Signing the certificate with the 'wrong' path length is a good example of
imbuing extra capabilities into an existing tree (which is bad, I think) or
restricting the capabilities too late (which is also bad, because th eother
cert is out there). Revocation doesn't really help here - I know of at
least two Browser Members here for which revocation is done after path
construction is 'completed', and as a result, if you have two intermediates
with the same name, different pathLengths, with one revoked and one not,
you can end up preventing access. Similar to wrong hash, this hopefully
captures why changing names is good.
I think you did touch on an interesting point though - there are some
changes which don't imbue extra capabilities or change the semantics.
Adding an AIA with caIssuers, for example, is sort of a no-op optimization.
In theory, so is adding an AKID. But others - like an AIA for an OCSP
responder or changing the CRL DP - really does have semantic impact on the
cert. So there's a spectrum here, and I think we should try to understand
this use case more, and see if it's not better addressed by better
ceremonies and normative requirements, rather than adding after the fact.

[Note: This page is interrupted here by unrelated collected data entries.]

//! Telemetry for the turtle status agent
//!
//! Provides:
//! - `metrics` - Prometheus metrics for the ingest path
//! - tracing subscriber initialisation for the binary

pub mod metrics;

pub use metrics::{IngestMetrics, IngestMetricsRegistry};

use thiserror::Error;

/// Telemetry errors
#[derive(Error, Debug)]
pub enum TelemetryError {
    #[error("metrics error: {0}")]
    MetricsError(#[from] prometheus::Error),

    #[error("encoding error: {0}")]
    EncodingFailed(String),
}

pub type Result<T> = std::result::Result<T, TelemetryError>;

/// Initialise the tracing subscriber from `RUST_LOG`, defaulting to `info`.
pub fn init_tracing() {
    tracing_subscriber::fmt()
        .with_env_filter(
            tracing_subscriber::EnvFilter::from_default_env()
                .add_directive(tracing::Level::INFO.into()),
        )
        .with_target(false)
        .init();
}
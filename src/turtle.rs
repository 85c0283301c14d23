//! Turtle entity
//!
//! Holds the server-side state of one in-game turtle and applies validated
//! status updates to it. Updates are all-or-nothing: a payload that fails
//! validation leaves the entity untouched, and a payload that passes is
//! merged as a single atomic step with respect to concurrent readers.

use std::sync::Mutex;

use chrono::{DateTime, Utc};
use serde_json::Value;
use tracing::{debug, warn};

use crate::error::{Result, StatusError};
use crate::status::{InventorySlot, Orientation, Position, StatusUpdate};
use crate::validator::StatusValidator;

/// Server-side state of one turtle.
///
/// Entities are created exclusively by the registry; everything else holds
/// shared references handed out through it.
#[derive(Debug)]
pub struct Turtle {
    id: String,
    state: Mutex<TurtleState>,
}

#[derive(Debug, Clone)]
struct TurtleState {
    online: bool,
    fuel: u64,
    position: Option<Position>,
    orientation: Option<Orientation>,
    whitelist: Vec<String>,
    inventory: Vec<InventorySlot>,
    last_update: DateTime<Utc>,
    initialised: bool,
}

impl TurtleState {
    fn offline() -> Self {
        Self {
            online: false,
            fuel: 0,
            position: None,
            orientation: None,
            whitelist: Vec::new(),
            inventory: Vec::new(),
            last_update: DateTime::UNIX_EPOCH,
            initialised: false,
        }
    }
}

/// A consistent point-in-time view of a turtle.
///
/// While `online` is false the facet fields carry last-known (or default)
/// values and are not meaningful to consumers; the query layer applies the
/// display rule.
#[derive(Debug, Clone, PartialEq)]
pub struct TurtleSnapshot {
    pub id: String,
    pub online: bool,
    pub fuel: u64,
    pub position: Option<Position>,
    pub orientation: Option<Orientation>,
    pub whitelist: Vec<String>,
    pub inventory: Vec<InventorySlot>,
    pub last_update: DateTime<Utc>,
    pub initialised: bool,
}

impl Turtle {
    /// Create a turtle in the default offline, uninitialised state.
    ///
    /// Crate-private: the registry is the single creation path.
    pub(crate) fn new(id: impl Into<String>) -> Self {
        Self {
            id: id.into(),
            state: Mutex::new(TurtleState::offline()),
        }
    }

    /// The turtle's unique id
    pub fn id(&self) -> &str {
        &self.id
    }

    /// Validate and apply a status update.
    ///
    /// On validation failure the entity state is unchanged and the error
    /// carries the structured fault list. On success every field present
    /// in the payload overwrites the corresponding state field, absent
    /// fields stay untouched, `initialised` becomes true, and
    /// `last_update` advances only when the update reports the turtle
    /// online — a turtle going offline does not refresh its last contact.
    pub fn apply_update(&self, validator: &StatusValidator, payload: &Value) -> Result<()> {
        debug!(turtle_id = %self.id, "received status update");

        let report = validator.validate(payload);
        if !report.is_valid() {
            warn!(
                turtle_id = %self.id,
                faults = report.faults.len(),
                "invalid status payload"
            );
            return Err(StatusError::validation(report.into_faults()));
        }

        let update: StatusUpdate = serde_json::from_value(payload.clone())?;

        let mut state = self.state.lock().expect("turtle state lock poisoned");
        state.online = update.online;
        if let Some(fuel) = update.fuel {
            state.fuel = fuel;
        }
        if let Some(position) = update.position {
            state.position = Some(position);
        }
        if let Some(orientation) = update.orientation {
            state.orientation = Some(orientation);
        }
        if let Some(whitelist) = update.whitelist {
            state.whitelist = whitelist;
        }
        if let Some(inventory) = update.inventory {
            state.inventory = inventory;
        }
        state.initialised = true;
        if state.online {
            state.last_update = Utc::now();
        }
        drop(state);

        debug!(turtle_id = %self.id, "applied status update");
        Ok(())
    }

    /// Take a consistent snapshot of the current state.
    pub fn snapshot(&self) -> TurtleSnapshot {
        let state = self.state.lock().expect("turtle state lock poisoned");
        TurtleSnapshot {
            id: self.id.clone(),
            online: state.online,
            fuel: state.fuel,
            position: state.position,
            orientation: state.orientation,
            whitelist: state.whitelist.clone(),
            inventory: state.inventory.clone(),
            last_update: state.last_update,
            initialised: state.initialised,
        }
    }
}
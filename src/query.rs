//! Read-only query surface over the registry
//!
//! Produces the wire DTOs consumed by the HTTP layer. Queries never mutate
//! registry state. Display rule for the optional facet: `position` and
//! `orientation` are surfaced only while a turtle is online — last-known
//! values survive in storage across an offline transition, but consumers
//! must not rely on them, so the query contract withholds them.

use std::sync::Arc;

use chrono::{DateTime, Utc};
use serde::{Deserialize, Serialize};

use crate::error::{Result, StatusError};
use crate::registry::TurtleRegistry;
use crate::status::{InventorySlot, Orientation, Position};
use crate::turtle::TurtleSnapshot;

/// One row of the fleet listing
#[derive(Debug, Clone, Serialize, Deserialize)]
pub struct TurtleSummary {
    pub id: String,
    pub online: bool,
    /// Time of the last online status report (epoch before first contact)
    pub last_contact: DateTime<Utc>,
    /// Present only while online
    pub position: Option<Position>,
}

/// Full detail for a single turtle
#[derive(Debug, Clone, Serialize, Deserialize)]
pub struct TurtleDetail {
    pub id: String,
    pub online: bool,
    pub fuel: u64,
    /// Time of the last online status report (epoch before first contact)
    pub last_contact: DateTime<Utc>,
    pub whitelist: Vec<String>,
    pub inventory: Vec<InventorySlot>,
    /// Omitted (not null) unless online and reported
    #[serde(skip_serializing_if = "Option::is_none")]
    pub position: Option<Position>,
    /// Omitted (not null) unless online and reported
    #[serde(skip_serializing_if = "Option::is_none")]
    pub orientation: Option<Orientation>,
}

/// Read-only query collaborator over the registry.
#[derive(Clone)]
pub struct QueryService {
    registry: Arc<TurtleRegistry>,
}

impl QueryService {
    pub fn new(registry: Arc<TurtleRegistry>) -> Self {
        Self { registry }
    }

    /// Summaries for all registered turtles; with `include_offline` false
    /// only online turtles appear.
    pub fn list(&self, include_offline: bool) -> Vec<TurtleSummary> {
        self.registry
            .list()
            .iter()
            .map(|turtle| turtle.snapshot())
            .filter(|snapshot| include_offline || snapshot.online)
            .map(|snapshot| TurtleSummary {
                position: surfaced(&snapshot, snapshot.position),
                id: snapshot.id,
                online: snapshot.online,
                last_contact: snapshot.last_update,
            })
            .collect()
    }

    /// Full detail for one turtle; `NotFound` for an unregistered id.
    pub fn detail(&self, id: &str) -> Result<TurtleDetail> {
        if !self.registry.exists(id) {
            return Err(StatusError::not_found(id));
        }
        let snapshot = self.registry.get_or_create(id)?.snapshot();
        Ok(TurtleDetail {
            position: surfaced(&snapshot, snapshot.position),
            orientation: surfaced(&snapshot, snapshot.orientation),
            id: snapshot.id,
            online: snapshot.online,
            fuel: snapshot.fuel,
            last_contact: snapshot.last_update,
            whitelist: snapshot.whitelist,
            inventory: snapshot.inventory,
        })
    }
}

fn surfaced<T>(snapshot: &TurtleSnapshot, value: Option<T>) -> Option<T> {
    if snapshot.online {
        value
    } else {
        None
    }
}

Once a cert is out there, we are sort of stuck with the hand we're dealt,
and that's why Google's so keen on seeing a reduction in the certificate
lifetimes (which we'll be announcing soon our plans for), because while it
may not be obvious, reducing the _leaf_ certificate lifetime helps improve
So that leaves the last case - cross-signs. And cross-signs are a complex
beast that, done incorrectly, can significantly impair the security of
users unnecessary. I know of several Member CA's cross-signs that have
resulted in security issues for either relying parties or operational
issues for browser members trying to scope appropriately, and I absolutely
think we need better guidance here. That's not to say this ballot is meant
to solve that issue now, so if that's the only blocker/concern here, maybe
we can find the right language to satisfy this.